Knowledge-to-Knowledge: New Brand Platform

It’s time for a new buzzword. How about “K2K”? A takeoff of B2B (business-to-business) and B2C (business-to-consumer), it’s a term that can change the way we perceive brands, and the way we build and evaluate them.Today, the Internet accommodates more than three billion pages, and all estimates indicate that within three years the number will have increased to seven billion. Lack of content is no longer a problem in the Internet world. It’s the quality of content, its authority and reliability, that has become the key objective for most companies and consumers. And from now on, we could be looking at the users themselves as the providers of credible content.Until now, only a few web sites have built upon user knowledge in a systematic way. Sites like ICQ.com, most chat rooms, bulletin boards, and online auction sites are, to some extent, based on user contribution and interaction between users. Millions of users exchange ideas every second via the Net. That potential for interaction was, after all, what made the Internet popular and functional.

All indications are that this limited forum for user knowledge sharing is going to expand. Most users receive a high number of emails asking them for favors, opinions, information; most chat rooms do the same. Eventually, jaded users will need to be motivated by some form of reward for contributing their knowledge to a site.

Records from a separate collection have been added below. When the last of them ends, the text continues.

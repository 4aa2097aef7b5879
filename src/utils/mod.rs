pub mod time_utils;

// Re-export commonly used helpers
pub use time_utils::{STANDARD_DATE_FORMAT, parse_draw_date};
//! Analysis and computation configuration

/// Settings for hot/cold scoring over the recent window
pub struct HotColdSettings {
    // Combos at or above this frequency percentile in the window are "hot"
    pub hot_threshold_percentile: f64,
    // Combos at or below this frequency percentile in the window are "cold"
    pub cold_threshold_percentile: f64,
    // Minimum number of draws required for windowed analysis
    // Below this threshold, results would be noise rather than signal
    pub min_draws_for_analysis: usize,
}

/// The Master Analysis Configuration
pub struct AnalysisConfig {
    // Default lookback window for hot/cold scoring and the backtest (days)
    pub default_window_days: u32,
    // Default list length for Top N / Bottom N combo rankings
    pub default_top_n: usize,

    // Sub-groups
    pub hot_cold: HotColdSettings,
}

pub const ANALYSIS: AnalysisConfig = AnalysisConfig {
    default_window_days: 30,
    default_top_n: 20,

    hot_cold: HotColdSettings {
        hot_threshold_percentile: 75.0,
        cold_threshold_percentile: 25.0,
        min_draws_for_analysis: 10,
    },
};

The reward will be knowledge, inspiration, ideas or money. But until now, only a few web sites have evaluated the quality of user contributions and arrived at some form of exchange value. Knowledge, shared between users, is the Internet’s currency: That’s K2K. Knowledge-to-knowledge enables users to exchange ideas systematically and achieve a productive and positive synergy between themselves and the medium they’re working with.

With the introduction of these types of sites, it is likely that thousands, or even millions, of users will become their own broadcasters and, in so doing, start earning money from the exercise. Users will, effectively, become trustworthy brands. Brands will no longer be the exclusive preserve of the few large entities that can afford to establish and maintain products. Branding will be an exercise available to anyone who has knowledge and is prepared to share it.

What will all this lead to? Possibly the “traditional brands,” that is dot-com and clicks-and-mortar brands, will exploit the leverage that is available from the brand platforms created by reliable users. Every user will become an interactive testimonial source, whose function by choice is to interact with other testimonial-sharing users. Users will therefore create branding content themselves.

Just imagine how this could work: experts with business-to-business expertise establishing sites and exchanging knowledge. Photographers exchanging ideas with other photographers, chefs with chefs, engineers with engineers, lawyers with lawyers,… and so on, ad infinitum. The content will not be about products; it’ll be about ideas, experience, networking and thought sharing. Now just imagine the leverage available to dot-com brands that will be able to promote the support they enjoy from certain K2K user groups.

This year will probably be the last in which we will see users prepared to share knowledge with other users for nothing. Each user is becoming a small brand in the big Internet picture. Soon the most attractive payment of them all . knowledge . will be required, and it will work like this: K2K between B2B, B2C and C2C.